When the calculation is executed, it reaches the neighborhood of Global Munimum (0.0, -1.0).

Fig. Parameter(x,y) Path (Simulated Annealing)

In this calculation as well, there are various calculation parameter options in addition to the initial value. Also, what I noticed after running the calculation several times is that it is affected by the nature of random numbers. In some cases, if the seed of a random number was not set and the calculation was executed many times, the calculation would end in a completely different place. The results are difficult to read, so it is not a versatile calculation method.

Start over with TensorFlow Optimizer

To see the effect of the initial value, 9 initial values: [[0., 0.], [0., 1.], [1., 0.], [1., 1.], [0., -1.], [-1., 0. ], [-1., -1.], [-1., 1.], [1., -1.]] .

First, the calculation result using Adagrad Optimizer is shown in the figure below.
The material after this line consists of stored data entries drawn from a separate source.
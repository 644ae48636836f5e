//! Webhook signature verification.
//!
//! LINE signs every webhook body with HMAC-SHA256 keyed by the channel
//! secret and sends the base64 digest in `X-Line-Signature`.

use base64::{Engine, engine::general_purpose::STANDARD as BASE64};
use hmac::{Hmac, Mac};
use sha2::Sha256;

type HmacSha256 = Hmac<Sha256>;

#[derive(Debug, Clone, PartialEq, Eq)]
pub enum SignatureError {
    /// Header is not valid base64.
    Malformed,
    /// Digest does not match the body.
    Mismatch,
}

impl std::fmt::Display for SignatureError {
    fn fmt(&self, f: &mut std::fmt::Formatter<'_>) -> std::fmt::Result {
        match self {
            SignatureError::Malformed => write!(f, "malformed signature header"),
            SignatureError::Mismatch => write!(f, "signature mismatch"),
        }
    }
}

impl std::error::Error for SignatureError {}

fn mac(channel_secret: &str, body: &[u8]) -> HmacSha256 {
    let mut mac =
        HmacSha256::new_from_slice(channel_secret.as_bytes()).expect("HMAC key length");
    mac.update(body);
    mac
}

/// Base64 signature of `body`, as LINE would send it.
pub fn sign(channel_secret: &str, body: &[u8]) -> String {
    BASE64.encode(mac(channel_secret, body).finalize().into_bytes())
}

/// Check `signature` against `body`. Comparison is constant-time.
pub fn verify(channel_secret: &str, body: &[u8], signature: &str) -> Result<(), SignatureError> {
    let expected = BASE64
        .decode(signature.trim())
        .map_err(|_| SignatureError::Malformed)?;
    mac(channel_secret, body)
        .verify_slice(&expected)
        .map_err(|_| SignatureError::Mismatch)
}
Fig. Parameter(x,y) path from 9 points (Adagrad)

None of them have reached the minimum point, except for the case where it was at Global Minimum from the beginning. (It may be improved by adjusting the learning rate and other parameters.) The result of using Adam Optimizer is shown below.

Fig. Parameter(x,y) path from 9 points (Adam)
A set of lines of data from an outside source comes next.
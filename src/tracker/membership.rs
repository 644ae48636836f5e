//! Group membership backfill and join/leave bookkeeping.

use std::future::Future;
use std::sync::Arc;
use std::time::Duration;
use tracing::{error, info, warn};

use crate::tracker::database::Database;
use crate::tracker::line::{Error, Platform};
use crate::tracker::profile::{ProfileContext, ProfileResolver};

/// Retry and pacing for calls made while scanning a group.
#[derive(Debug, Clone)]
pub struct SyncPolicy {
    /// Total tries per call, including the first.
    pub attempts: u32,
    /// Wait between failed tries.
    pub backoff: Duration,
    /// Wait between consecutive profile fetches.
    pub fetch_delay: Duration,
}

impl Default for SyncPolicy {
    fn default() -> Self {
        Self {
            attempts: 3,
            backoff: Duration::from_secs(2),
            fetch_delay: Duration::from_millis(200),
        }
    }
}

async fn with_retry<T, F, Fut>(policy: &SyncPolicy, what: &str, mut op: F) -> Result<T, Error>
where
    F: FnMut() -> Fut,
    Fut: Future<Output = Result<T, Error>>,
{
    let attempts = policy.attempts.max(1);
    let mut attempt = 1;
    loop {
        match op().await {
            Ok(value) => return Ok(value),
            Err(e) if attempt < attempts => {
                warn!("{} failed (attempt {}/{}): {}", what, attempt, attempts, e);
                tokio::time::sleep(policy.backoff).await;
                attempt += 1;
            }
            Err(e) => {
                warn!("{} failed (attempt {}/{}), giving up: {}", what, attempt, attempts, e);
                return Err(e);
            }
        }
    }
}

pub struct MembershipSync {
    database: Arc<Database>,
    platform: Arc<dyn Platform>,
    resolver: Arc<ProfileResolver>,
    bot_user_id: Option<String>,
    policy: SyncPolicy,
}

impl MembershipSync {
    pub fn new(
        database: Arc<Database>,
        platform: Arc<dyn Platform>,
        resolver: Arc<ProfileResolver>,
        bot_user_id: Option<String>,
        policy: SyncPolicy,
    ) -> Self {
        Self { database, platform, resolver, bot_user_id, policy }
    }

    fn is_bot(&self, user_id: &str) -> bool {
        self.bot_user_id.as_deref() == Some(user_id)
    }

    /// Every member ID in the group, following continuation pages.
    async fn fetch_member_ids(&self, group_id: &str) -> Result<Vec<String>, Error> {
        let mut ids = Vec::new();
        let mut start: Option<String> = None;
        loop {
            let page = with_retry(&self.policy, "Member ID fetch", || {
                self.platform.get_group_member_ids(group_id, start.as_deref())
            })
            .await?;
            ids.extend(page.member_ids);
            match page.next {
                Some(next) => start = Some(next),
                None => return Ok(ids),
            }
        }
    }

    /// Scan the whole group and record every member except the bot. Names of
    /// tracked members are refreshed; no one is marked active. Returns how
    /// many members were recorded.
    pub async fn initialize_group(&self, group_id: &str) -> usize {
        let ids = match self.fetch_member_ids(group_id).await {
            Ok(ids) => ids,
            Err(e) => {
                error!("Could not list members of group {}: {}", group_id, e);
                return 0;
            }
        };
        info!("🔄 Initializing group {} ({} member IDs)", group_id, ids.len());

        let mut recorded = 0;
        let mut first = true;
        for user_id in ids.iter().filter(|id| !self.is_bot(id)) {
            if !first {
                tokio::time::sleep(self.policy.fetch_delay).await;
            }
            first = false;

            let profile = with_retry(&self.policy, "Member profile fetch", || {
                self.platform.get_group_member_profile(group_id, user_id)
            })
            .await;

            let profile = match profile {
                Ok(p) => p,
                Err(e) => {
                    warn!("Skipping member {} of group {}: {}", user_id, group_id, e);
                    continue;
                }
            };

            match self.database.upsert(user_id, Some(group_id), &profile.display_name, false) {
                Ok(()) => recorded += 1,
                Err(e) => warn!("Failed to record member {}: {}", user_id, e),
            }
        }

        info!("✅ Group {} initialized: {} member(s) recorded", group_id, recorded);
        recorded
    }

    pub async fn on_member_joined(&self, group_id: &str, member_ids: &[String]) {
        let context = ProfileContext::Group(group_id.to_string());
        for user_id in member_ids.iter().filter(|id| !self.is_bot(id)) {
            let name = self.resolver.resolve(&context, user_id).await;
            info!("👋 Member joined {}: {} ({})", group_id, name, user_id);
            if let Err(e) = self.database.upsert(user_id, Some(group_id), &name, false) {
                warn!("Failed to record joined member {}: {}", user_id, e);
            }
        }
    }

    pub async fn on_member_left(&self, group_id: &str, member_ids: &[String]) {
        for user_id in member_ids {
            info!("👋 Member left {}: {}", group_id, user_id);
            if let Err(e) = self.database.remove(user_id, Some(group_id)) {
                warn!("Failed to remove member {}: {}", user_id, e);
            }
        }
    }
}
Here, the minimum point is reached in two cases, but if one is excluded because the initial value was the minimum point, the case of (x0, y0) = (1.0, -1.0) is also successful.

From the above situation, I finally tried using random numbers to set the initial value. Normally, in neural network learning, random numbers are used to initialize the weights, and the purpose is to "promote the progress of learning by eliminating the symmetry of the net." This time, the meaning is slightly different because the random numbers are initialized in order to widely assign the parameters in consideration of the possibility of falling to the Local Minimum.

    num_jobs = 10

    with tf.Session() as sess:
        for job in range(num_jobs):
            init_param = tf.Variable(tf.random_uniform([2], minval=-1., maxval=1.))
            x = tf.slice(init_param, [0], [1])
            y = tf.slice(init_param, [1], [1])

            loss = goldsteinprice_tf(x, y)
(Omitted)

As mentioned above, tf.random_uniform () generated random numbers from -1.0 to 1.0 and used them as initial values. The calculation result is as follows.

Fig. Parameter(x,y) path from random point (I tried to separate the colors of Path.)

It was a little more pessimistic from the result of the initial value of 9 points, but it has reached (0, -1) of Global Minumum with a high probability. You can find the Golobal Minimum with a probability of 30% or more.

This time, I tried to "fight" with the Goldestein-Price function for no practical purpose, but I found various difficulties in finding the optimum point. By using a random number as the initial value, the problem of Local Minimum can be avoided to some extent, but what about the range of the random number? There seems to be no general answer to that.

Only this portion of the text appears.